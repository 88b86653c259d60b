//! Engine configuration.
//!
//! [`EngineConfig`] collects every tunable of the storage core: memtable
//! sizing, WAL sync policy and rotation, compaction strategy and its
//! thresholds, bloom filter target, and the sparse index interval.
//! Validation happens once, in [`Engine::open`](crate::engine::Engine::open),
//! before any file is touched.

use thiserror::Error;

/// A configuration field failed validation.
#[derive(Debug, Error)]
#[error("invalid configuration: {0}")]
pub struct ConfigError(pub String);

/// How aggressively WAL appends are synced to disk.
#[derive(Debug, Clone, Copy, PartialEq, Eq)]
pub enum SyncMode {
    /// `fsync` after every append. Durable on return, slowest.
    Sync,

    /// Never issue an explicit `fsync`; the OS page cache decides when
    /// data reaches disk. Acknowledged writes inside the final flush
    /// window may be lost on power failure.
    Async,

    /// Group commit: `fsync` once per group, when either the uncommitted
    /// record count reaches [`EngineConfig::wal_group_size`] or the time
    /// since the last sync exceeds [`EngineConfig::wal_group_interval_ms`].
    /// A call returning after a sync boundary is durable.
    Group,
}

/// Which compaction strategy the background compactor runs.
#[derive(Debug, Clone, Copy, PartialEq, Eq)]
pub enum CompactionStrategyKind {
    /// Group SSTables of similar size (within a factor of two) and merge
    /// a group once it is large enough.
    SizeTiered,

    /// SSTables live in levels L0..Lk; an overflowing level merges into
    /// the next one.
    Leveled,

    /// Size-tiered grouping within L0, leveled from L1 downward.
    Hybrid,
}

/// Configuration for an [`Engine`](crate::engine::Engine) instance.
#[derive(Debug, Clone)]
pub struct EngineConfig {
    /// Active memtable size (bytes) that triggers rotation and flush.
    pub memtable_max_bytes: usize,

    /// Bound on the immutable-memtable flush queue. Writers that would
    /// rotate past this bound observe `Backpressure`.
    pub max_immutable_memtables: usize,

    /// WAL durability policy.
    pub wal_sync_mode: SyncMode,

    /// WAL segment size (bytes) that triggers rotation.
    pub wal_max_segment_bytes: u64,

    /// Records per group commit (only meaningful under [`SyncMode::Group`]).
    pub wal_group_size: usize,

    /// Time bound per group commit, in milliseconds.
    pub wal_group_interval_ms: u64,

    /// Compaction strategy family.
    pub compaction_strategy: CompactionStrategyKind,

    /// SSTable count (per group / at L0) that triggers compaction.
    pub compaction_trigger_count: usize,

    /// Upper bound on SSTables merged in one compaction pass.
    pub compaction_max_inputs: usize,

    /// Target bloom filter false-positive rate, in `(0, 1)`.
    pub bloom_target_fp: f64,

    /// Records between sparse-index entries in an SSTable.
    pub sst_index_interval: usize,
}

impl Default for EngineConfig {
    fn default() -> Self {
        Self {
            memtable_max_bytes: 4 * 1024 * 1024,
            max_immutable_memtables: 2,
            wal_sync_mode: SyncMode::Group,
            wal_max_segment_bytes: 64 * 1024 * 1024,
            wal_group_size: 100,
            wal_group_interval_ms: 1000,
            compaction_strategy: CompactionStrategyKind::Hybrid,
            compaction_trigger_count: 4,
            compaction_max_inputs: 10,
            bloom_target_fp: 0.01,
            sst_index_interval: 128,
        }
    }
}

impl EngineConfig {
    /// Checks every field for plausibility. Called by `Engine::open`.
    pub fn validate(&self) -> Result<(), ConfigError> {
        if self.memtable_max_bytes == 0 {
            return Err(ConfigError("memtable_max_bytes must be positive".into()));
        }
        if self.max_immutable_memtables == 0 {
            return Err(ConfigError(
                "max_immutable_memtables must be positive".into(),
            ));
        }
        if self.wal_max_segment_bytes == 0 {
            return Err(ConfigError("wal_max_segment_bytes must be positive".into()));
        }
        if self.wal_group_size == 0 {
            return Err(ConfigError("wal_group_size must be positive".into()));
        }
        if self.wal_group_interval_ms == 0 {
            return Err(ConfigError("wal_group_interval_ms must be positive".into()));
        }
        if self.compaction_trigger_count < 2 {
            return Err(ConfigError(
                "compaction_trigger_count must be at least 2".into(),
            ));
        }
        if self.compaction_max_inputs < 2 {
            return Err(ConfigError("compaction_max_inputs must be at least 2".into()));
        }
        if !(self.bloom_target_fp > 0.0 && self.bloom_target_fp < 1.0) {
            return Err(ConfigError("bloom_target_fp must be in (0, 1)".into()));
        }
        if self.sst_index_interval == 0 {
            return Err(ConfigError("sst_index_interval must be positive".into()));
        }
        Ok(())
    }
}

§

• Work task:
Figure out how many lines of the data hold "EngineConfig", and answer with the number only.

• Task result:
6